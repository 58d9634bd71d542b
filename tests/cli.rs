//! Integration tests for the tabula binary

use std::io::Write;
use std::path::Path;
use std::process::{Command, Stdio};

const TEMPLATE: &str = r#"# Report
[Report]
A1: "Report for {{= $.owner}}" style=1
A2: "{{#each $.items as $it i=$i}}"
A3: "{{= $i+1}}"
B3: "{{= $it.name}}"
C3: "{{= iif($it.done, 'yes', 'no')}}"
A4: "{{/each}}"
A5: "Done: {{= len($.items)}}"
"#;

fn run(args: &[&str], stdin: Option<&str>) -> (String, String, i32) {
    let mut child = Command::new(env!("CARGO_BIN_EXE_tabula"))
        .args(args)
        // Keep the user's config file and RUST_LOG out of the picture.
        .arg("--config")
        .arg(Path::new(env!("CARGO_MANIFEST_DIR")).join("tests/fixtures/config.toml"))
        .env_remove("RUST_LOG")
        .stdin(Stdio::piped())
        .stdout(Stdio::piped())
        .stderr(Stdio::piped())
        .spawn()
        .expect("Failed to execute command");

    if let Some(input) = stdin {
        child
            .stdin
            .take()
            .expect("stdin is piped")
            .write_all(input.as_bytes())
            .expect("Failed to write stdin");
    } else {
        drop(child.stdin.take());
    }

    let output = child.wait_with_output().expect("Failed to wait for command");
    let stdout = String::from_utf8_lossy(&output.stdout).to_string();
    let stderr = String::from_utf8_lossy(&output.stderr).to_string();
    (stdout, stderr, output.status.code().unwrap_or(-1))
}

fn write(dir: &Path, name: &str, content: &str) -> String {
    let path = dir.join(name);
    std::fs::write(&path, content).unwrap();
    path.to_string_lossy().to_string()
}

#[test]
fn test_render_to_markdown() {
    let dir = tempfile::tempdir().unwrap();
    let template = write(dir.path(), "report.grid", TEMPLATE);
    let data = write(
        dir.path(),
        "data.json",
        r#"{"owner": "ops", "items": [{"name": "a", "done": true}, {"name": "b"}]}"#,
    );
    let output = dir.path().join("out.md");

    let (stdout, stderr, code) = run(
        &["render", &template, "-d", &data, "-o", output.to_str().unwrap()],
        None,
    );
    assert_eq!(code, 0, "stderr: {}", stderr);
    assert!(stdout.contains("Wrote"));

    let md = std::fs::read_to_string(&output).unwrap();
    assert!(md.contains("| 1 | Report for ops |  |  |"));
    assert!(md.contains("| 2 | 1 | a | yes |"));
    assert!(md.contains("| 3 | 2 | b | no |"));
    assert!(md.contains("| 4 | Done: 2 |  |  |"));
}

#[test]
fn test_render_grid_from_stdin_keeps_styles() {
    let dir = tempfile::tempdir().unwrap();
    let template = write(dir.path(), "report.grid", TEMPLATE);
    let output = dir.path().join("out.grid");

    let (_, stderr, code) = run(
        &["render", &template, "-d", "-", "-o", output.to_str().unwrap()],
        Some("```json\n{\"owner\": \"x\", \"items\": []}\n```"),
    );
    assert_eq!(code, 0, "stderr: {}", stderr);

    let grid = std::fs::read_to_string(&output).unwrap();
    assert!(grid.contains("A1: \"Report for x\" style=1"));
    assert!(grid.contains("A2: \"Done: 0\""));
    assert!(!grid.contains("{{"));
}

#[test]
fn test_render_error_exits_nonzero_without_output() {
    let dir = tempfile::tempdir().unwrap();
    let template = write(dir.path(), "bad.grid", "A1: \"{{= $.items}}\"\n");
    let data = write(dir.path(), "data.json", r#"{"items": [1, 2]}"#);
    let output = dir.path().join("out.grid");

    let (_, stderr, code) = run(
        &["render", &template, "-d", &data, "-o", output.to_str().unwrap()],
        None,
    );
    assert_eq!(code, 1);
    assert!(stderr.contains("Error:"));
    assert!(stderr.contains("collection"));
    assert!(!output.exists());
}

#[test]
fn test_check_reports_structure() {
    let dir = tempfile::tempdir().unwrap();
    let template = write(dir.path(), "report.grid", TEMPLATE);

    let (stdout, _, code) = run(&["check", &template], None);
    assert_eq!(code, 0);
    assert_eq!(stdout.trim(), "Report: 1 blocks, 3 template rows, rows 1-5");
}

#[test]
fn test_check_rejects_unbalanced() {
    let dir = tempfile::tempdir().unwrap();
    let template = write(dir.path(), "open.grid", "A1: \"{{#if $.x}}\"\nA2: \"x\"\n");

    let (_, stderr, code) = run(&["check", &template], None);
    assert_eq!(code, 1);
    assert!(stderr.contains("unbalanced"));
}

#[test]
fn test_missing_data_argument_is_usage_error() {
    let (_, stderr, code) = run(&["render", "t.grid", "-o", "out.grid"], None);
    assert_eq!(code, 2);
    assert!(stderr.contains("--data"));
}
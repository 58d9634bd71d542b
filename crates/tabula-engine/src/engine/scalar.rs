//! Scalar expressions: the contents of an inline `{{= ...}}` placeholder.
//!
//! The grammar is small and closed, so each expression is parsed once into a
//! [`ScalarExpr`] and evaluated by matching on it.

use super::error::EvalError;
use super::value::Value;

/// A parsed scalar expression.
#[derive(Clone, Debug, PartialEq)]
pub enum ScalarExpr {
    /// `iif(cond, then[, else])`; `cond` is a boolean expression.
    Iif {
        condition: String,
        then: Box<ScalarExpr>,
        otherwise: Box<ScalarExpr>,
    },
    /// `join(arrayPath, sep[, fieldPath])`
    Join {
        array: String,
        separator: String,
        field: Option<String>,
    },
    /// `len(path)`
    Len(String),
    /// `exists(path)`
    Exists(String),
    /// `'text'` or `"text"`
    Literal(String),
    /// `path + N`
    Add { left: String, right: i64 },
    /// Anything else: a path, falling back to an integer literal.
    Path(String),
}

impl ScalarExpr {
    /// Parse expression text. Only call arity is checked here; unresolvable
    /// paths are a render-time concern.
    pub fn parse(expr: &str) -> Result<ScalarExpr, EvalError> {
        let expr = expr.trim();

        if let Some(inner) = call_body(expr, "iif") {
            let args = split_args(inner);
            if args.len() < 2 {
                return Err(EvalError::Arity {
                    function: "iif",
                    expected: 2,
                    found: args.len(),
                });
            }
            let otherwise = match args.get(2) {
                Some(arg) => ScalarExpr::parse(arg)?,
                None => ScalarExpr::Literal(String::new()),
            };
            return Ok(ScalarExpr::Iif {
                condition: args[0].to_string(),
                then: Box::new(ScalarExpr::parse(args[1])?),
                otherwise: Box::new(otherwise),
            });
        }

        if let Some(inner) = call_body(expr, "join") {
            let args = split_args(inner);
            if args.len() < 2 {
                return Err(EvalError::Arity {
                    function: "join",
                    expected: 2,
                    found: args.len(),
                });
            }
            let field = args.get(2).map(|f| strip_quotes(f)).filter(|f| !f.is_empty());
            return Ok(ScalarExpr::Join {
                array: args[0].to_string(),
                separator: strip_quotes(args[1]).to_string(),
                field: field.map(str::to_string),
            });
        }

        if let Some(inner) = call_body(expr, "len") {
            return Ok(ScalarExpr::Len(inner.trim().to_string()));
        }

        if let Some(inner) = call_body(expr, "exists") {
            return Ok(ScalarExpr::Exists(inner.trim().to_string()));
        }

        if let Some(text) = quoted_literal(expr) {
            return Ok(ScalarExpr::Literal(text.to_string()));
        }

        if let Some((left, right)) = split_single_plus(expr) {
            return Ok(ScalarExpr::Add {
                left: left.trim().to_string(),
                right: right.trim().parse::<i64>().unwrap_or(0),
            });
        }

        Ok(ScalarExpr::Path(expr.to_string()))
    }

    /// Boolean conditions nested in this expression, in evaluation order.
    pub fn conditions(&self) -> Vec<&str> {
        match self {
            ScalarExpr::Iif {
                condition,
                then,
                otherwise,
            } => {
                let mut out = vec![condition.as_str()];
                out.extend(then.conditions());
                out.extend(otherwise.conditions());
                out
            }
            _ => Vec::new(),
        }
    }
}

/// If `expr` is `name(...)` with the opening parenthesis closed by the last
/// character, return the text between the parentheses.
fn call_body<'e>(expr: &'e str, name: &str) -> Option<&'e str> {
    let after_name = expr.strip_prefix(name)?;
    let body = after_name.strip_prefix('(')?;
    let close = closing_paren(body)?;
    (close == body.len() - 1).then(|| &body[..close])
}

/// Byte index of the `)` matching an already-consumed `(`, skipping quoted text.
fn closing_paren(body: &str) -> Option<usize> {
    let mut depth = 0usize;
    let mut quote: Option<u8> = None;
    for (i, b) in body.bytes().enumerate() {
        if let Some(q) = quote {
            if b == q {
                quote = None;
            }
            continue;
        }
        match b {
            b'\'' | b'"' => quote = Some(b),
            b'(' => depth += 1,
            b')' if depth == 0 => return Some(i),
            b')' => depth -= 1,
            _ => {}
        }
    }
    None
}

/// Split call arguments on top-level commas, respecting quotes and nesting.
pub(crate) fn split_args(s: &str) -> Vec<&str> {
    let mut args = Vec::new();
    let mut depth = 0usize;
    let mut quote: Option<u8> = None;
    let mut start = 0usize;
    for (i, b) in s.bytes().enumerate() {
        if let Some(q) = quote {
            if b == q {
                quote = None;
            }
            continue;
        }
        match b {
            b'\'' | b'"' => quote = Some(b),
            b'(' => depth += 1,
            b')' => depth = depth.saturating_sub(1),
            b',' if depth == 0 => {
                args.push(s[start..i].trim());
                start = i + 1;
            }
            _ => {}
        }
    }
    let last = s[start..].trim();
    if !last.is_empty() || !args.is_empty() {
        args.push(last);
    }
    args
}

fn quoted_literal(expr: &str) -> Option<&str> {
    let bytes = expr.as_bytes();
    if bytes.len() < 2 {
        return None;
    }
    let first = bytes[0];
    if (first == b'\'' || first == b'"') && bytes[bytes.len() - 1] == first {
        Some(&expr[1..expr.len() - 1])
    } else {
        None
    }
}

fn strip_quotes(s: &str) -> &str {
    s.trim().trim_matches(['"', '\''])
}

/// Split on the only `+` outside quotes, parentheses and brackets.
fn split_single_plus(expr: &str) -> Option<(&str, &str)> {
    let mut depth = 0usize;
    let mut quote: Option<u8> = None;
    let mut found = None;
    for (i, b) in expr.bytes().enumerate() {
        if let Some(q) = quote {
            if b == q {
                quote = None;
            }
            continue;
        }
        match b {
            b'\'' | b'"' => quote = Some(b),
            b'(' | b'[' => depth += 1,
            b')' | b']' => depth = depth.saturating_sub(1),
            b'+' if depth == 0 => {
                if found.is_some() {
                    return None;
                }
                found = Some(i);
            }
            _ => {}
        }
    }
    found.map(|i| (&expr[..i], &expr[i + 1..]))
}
---------------
> **Directions for this task**: All that belongs in your answer is the stretch of entries above from the line with "an integer literal." through the line with "let expr = expr.trim();", printed exactly.

> **Exercise solution**:
    /// Anything else: a path, falling back to an integer literal.
    Path(String),
}

impl ScalarExpr {
    /// Parse expression text. Only call arity is checked here; unresolvable
    /// paths are a render-time concern.
    pub fn parse(expr: &str) -> Result<ScalarExpr, EvalError> {
        let expr = expr.trim();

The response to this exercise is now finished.